What to do - Below are the entries; tally the lines holding the string "AccessAccept" and give only that figure.

Records shown -
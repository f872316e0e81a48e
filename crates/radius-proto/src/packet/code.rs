/// RADIUS packet codes as defined in RFC 2865 Section 4 and RFC 2866
#[derive(Debug, Clone, Copy, PartialEq, Eq)]
#[repr(u8)]
pub enum Code {
    /// Access-Request (1)
    AccessRequest = 1,
    /// Access-Accept (2)
    AccessAccept = 2,
    /// Access-Reject (3)
    AccessReject = 3,
    /// Accounting-Request (4) - RFC 2866
    AccountingRequest = 4,
    /// Accounting-Response (5) - RFC 2866
    AccountingResponse = 5,
    /// Access-Challenge (11)
    AccessChallenge = 11,
    /// Status-Server (12) - RFC 5997
    StatusServer = 12,
}

impl Code {
    pub fn from_u8(value: u8) -> Option<Self> {
        match value {
            1 => Some(Code::AccessRequest),
            2 => Some(Code::AccessAccept),
            3 => Some(Code::AccessReject),
            4 => Some(Code::AccountingRequest),
            5 => Some(Code::AccountingResponse),
            11 => Some(Code::AccessChallenge),
            12 => Some(Code::StatusServer),
            _ => None,
        }
    }

    pub fn as_u8(self) -> u8 {
        self as u8
    }
}
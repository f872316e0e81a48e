use super::Attribute;
use crate::packet::PacketError;

/// Borrowed view of one type-length-value entry
#[derive(Debug, Clone, Copy, PartialEq, Eq)]
pub struct RawAttribute<'a> {
    pub attr_type: u8,
    pub value: &'a [u8],
}

/// Zero-copy walker over a sequence of `[type][length][value]` entries.
///
/// RADIUS attributes, the payload of a Vendor-Specific attribute and most
/// vendor sub-attribute payloads share this layout, so the same walker is
/// used at every nesting level. Input comes straight off the wire: a length
/// byte below 2 or one that runs past the end of the region yields an error,
/// after which the iterator is exhausted.
#[derive(Debug, Clone)]
pub struct RawAttributes<'a> {
    data: &'a [u8],
    offset: usize,
    failed: bool,
}

impl<'a> RawAttributes<'a> {
    pub fn new(data: &'a [u8]) -> Self {
        RawAttributes {
            data,
            offset: 0,
            failed: false,
        }
    }

    /// First entry of the given type, or `Ok(None)` when the region ends
    /// without one. Malformed entries before the match are reported.
    pub fn find(self, attr_type: u8) -> Result<Option<RawAttribute<'a>>, PacketError> {
        for attr in self {
            let attr = attr?;
            if attr.attr_type == attr_type {
                return Ok(Some(attr));
            }
        }
        Ok(None)
    }

    fn fail(&mut self, err: PacketError) -> Option<Result<RawAttribute<'a>, PacketError>> {
        self.failed = true;
        Some(Err(err))
    }
}

impl<'a> Iterator for RawAttributes<'a> {
    type Item = Result<RawAttribute<'a>, PacketError>;

    fn next(&mut self) -> Option<Self::Item> {
        if self.failed || self.offset >= self.data.len() {
            return None;
        }

        let remaining = &self.data[self.offset..];
        if remaining.len() < Attribute::MIN_LENGTH {
            return self.fail(PacketError::Truncated {
                offset: self.offset,
                needed: Attribute::MIN_LENGTH,
                available: remaining.len(),
            });
        }

        let length = remaining[1] as usize;
        if length < Attribute::MIN_LENGTH {
            return self.fail(PacketError::AttributeError(format!(
                "Invalid attribute length {} at offset {}",
                length, self.offset
            )));
        }
        if length > remaining.len() {
            return self.fail(PacketError::Truncated {
                offset: self.offset,
                needed: length,
                available: remaining.len(),
            });
        }

        let attr = RawAttribute {
            attr_type: remaining[0],
            value: &remaining[Attribute::MIN_LENGTH..length],
        };
        self.offset += length;
        Some(Ok(attr))
    }
}

#[cfg(test)]
mod tests {
    use super::*;

    #[test]
    fn test_walks_sequence() {
        let data = [1, 4, b'a', b'b', 18, 2, 30, 3, b'x'];
        let attrs: Vec<_> = RawAttributes::new(&data).collect::<Result<_, _>>().unwrap();

        assert_eq!(attrs.len(), 3);
        assert_eq!(attrs[0], RawAttribute { attr_type: 1, value: b"ab" });
        assert_eq!(attrs[1].value, b"");
        assert_eq!(attrs[2].attr_type, 30);
    }

    #[test]
    fn test_empty_region() {
        assert_eq!(RawAttributes::new(&[]).count(), 0);
    }

    #[test]
    fn test_zero_length_is_error_and_stops() {
        let data = [1, 0, 1, 0];
        let mut iter = RawAttributes::new(&data);
        assert!(matches!(iter.next(), Some(Err(PacketError::AttributeError(_)))));
        assert!(iter.next().is_none());
    }

    #[test]
    fn test_overlong_length_is_truncation() {
        let data = [1, 3, b'a', 26, 200, 0, 0];
        let results: Vec<_> = RawAttributes::new(&data).collect();
        assert_eq!(results.len(), 2);
        assert!(results[0].is_ok());
        assert_eq!(
            results[1],
            Err(PacketError::Truncated {
                offset: 3,
                needed: 200,
                available: 4
            })
        );
    }

    #[test]
    fn test_dangling_type_byte() {
        let data = [1, 2, 26];
        let results: Vec<_> = RawAttributes::new(&data).collect();
        assert!(matches!(results[1], Err(PacketError::Truncated { needed: 2, .. })));
    }

    #[test]
    fn test_find() {
        let data = [1, 2, 26, 3, 9];
        let found = RawAttributes::new(&data).find(26).unwrap().unwrap();
        assert_eq!(found.value, [9]);
        assert_eq!(RawAttributes::new(&data).find(33).unwrap(), None);
        assert!(RawAttributes::new(&[1, 9]).find(26).is_err());
    }
}
//! Outbound path
//!
//! The proxy owns four UDP sockets: authentication and accounting, each in
//! both address families. They are bound once at startup; the reactors read
//! from them and the [`Sender`] writes through clones of the same sockets, so
//! upstream replies arrive where the reactors are listening.
//!
//! Sending is serialized on the [`PoolStore`] lock: the routing decision and
//! the write happen under one guard.

use crate::config::Config;
use crate::proxy::error::{ProxyError, ProxyResult};
use crate::proxy::store::PoolStore;
use crate::proxy::TrafficClass;
use socket2::{Domain, Protocol, Socket, Type};
use std::io;
use std::net::{SocketAddr, UdpSocket};
use std::sync::Arc;
use tracing::{debug, info, warn};

/// Addresses a traffic class is listening on
#[derive(Debug, Clone, Copy, PartialEq, Eq)]
pub struct BoundAddrs {
    pub v4: SocketAddr,
    pub v6: Option<SocketAddr>,
}

/// Sockets of one traffic class
#[derive(Debug)]
pub struct ClassSockets {
    pub v4: UdpSocket,
    pub v6: Option<UdpSocket>,
}

impl ClassSockets {
    fn bind(class: TrafficClass, (v4, v6): (SocketAddr, Option<SocketAddr>)) -> ProxyResult<Self> {
        let sockets = ClassSockets {
            v4: bind_udp(v4)?,
            v6: v6.map(bind_udp).transpose()?,
        };

        let bound = sockets.local_addrs()?;
        info!(class = %class, ipv4 = %bound.v4, ipv6 = ?bound.v6, "Sockets bound");
        Ok(sockets)
    }

    pub fn try_clone(&self) -> io::Result<Self> {
        Ok(ClassSockets {
            v4: self.v4.try_clone()?,
            v6: self.v6.as_ref().map(UdpSocket::try_clone).transpose()?,
        })
    }

    pub fn local_addrs(&self) -> io::Result<BoundAddrs> {
        Ok(BoundAddrs {
            v4: self.v4.local_addr()?,
            v6: self.v6.as_ref().map(UdpSocket::local_addr).transpose()?,
        })
    }

    /// Socket matching the address family of `destination`
    pub fn for_destination(&self, destination: &SocketAddr) -> Option<&UdpSocket> {
        if destination.is_ipv4() {
            Some(&self.v4)
        } else {
            self.v6.as_ref()
        }
    }
}

/// The proxy's bound sockets
#[derive(Debug)]
pub struct ProxySockets {
    pub authentication: ClassSockets,
    pub accounting: ClassSockets,
}

impl ProxySockets {
    /// Bind every socket `config` asks for. Any failure aborts the whole
    /// set; sockets bound so far are closed on return.
    pub fn bind(config: &Config) -> ProxyResult<Self> {
        Ok(ProxySockets {
            authentication: ClassSockets::bind(TrafficClass::Authentication, config.authentication_addrs()?)?,
            accounting: ClassSockets::bind(TrafficClass::Accounting, config.accounting_addrs()?)?,
        })
    }

    pub fn class(&self, class: TrafficClass) -> &ClassSockets {
        match class {
            TrafficClass::Authentication => &self.authentication,
            TrafficClass::Accounting => &self.accounting,
        }
    }

    pub fn try_clone(&self) -> ProxyResult<Self> {
        Ok(ProxySockets {
            authentication: self.authentication.try_clone()?,
            accounting: self.accounting.try_clone()?,
        })
    }
}

/// Bind a UDP socket with `SO_REUSEADDR`. IPv6 sockets are IPv6-only so an
/// IPv4 socket can hold the same port.
pub fn bind_udp(addr: SocketAddr) -> ProxyResult<UdpSocket> {
    let bind = || -> io::Result<UdpSocket> {
        let socket = Socket::new(Domain::for_address(addr), Type::DGRAM, Some(Protocol::UDP))?;
        socket.set_reuse_address(true)?;
        if addr.is_ipv6() {
            socket.set_only_v6(true)?;
        }
        socket.bind(&addr.into())?;
        Ok(socket.into())
    };

    bind().map_err(|source| ProxyError::Bind { addr, source })
}

/// Routes datagrams through the pool store and writes them out.
///
/// Cheap to clone; all clones share the store and sockets. The sockets are
/// non-blocking once the reactors own them, so a full send buffer surfaces as
/// a `WouldBlock` error and the datagram is lost like any other UDP drop.
#[derive(Debug, Clone)]
pub struct Sender {
    store: Arc<PoolStore>,
    sockets: Arc<ProxySockets>,
}

impl Sender {
    pub fn new(store: Arc<PoolStore>, sockets: ProxySockets) -> Self {
        Sender {
            store,
            sockets: Arc::new(sockets),
        }
    }

    /// Send `packet`, originally meant for `destination`, to whichever pool
    /// member the router picks. Returns the address actually used.
    ///
    /// The store lock is held until `send_to` returns, so datagrams leave in
    /// the order their routing decisions were made.
    pub fn send(
        &self,
        class: TrafficClass,
        device_id: &str,
        destination: SocketAddr,
        packet: &[u8],
    ) -> ProxyResult<SocketAddr> {
        self.store.route_with(class, destination, |target| -> ProxyResult<SocketAddr> {
            let family = if target.is_ipv4() { "IPv4" } else { "IPv6" };
            let socket = self
                .sockets
                .class(class)
                .for_destination(&target)
                .ok_or(ProxyError::NoSocket(family, target))?;

            match socket.send_to(packet, target) {
                Ok(sent) => {
                    debug!(
                        class = %class,
                        device = %device_id,
                        original = %destination,
                        target = %target,
                        bytes = sent,
                        "Packet forwarded"
                    );
                    Ok(target)
                }
                Err(e) => {
                    warn!(
                        class = %class,
                        device = %device_id,
                        target = %target,
                        error = %e,
                        "Send failed"
                    );
                    Err(e.into())
                }
            }
        })
    }
}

Response - 2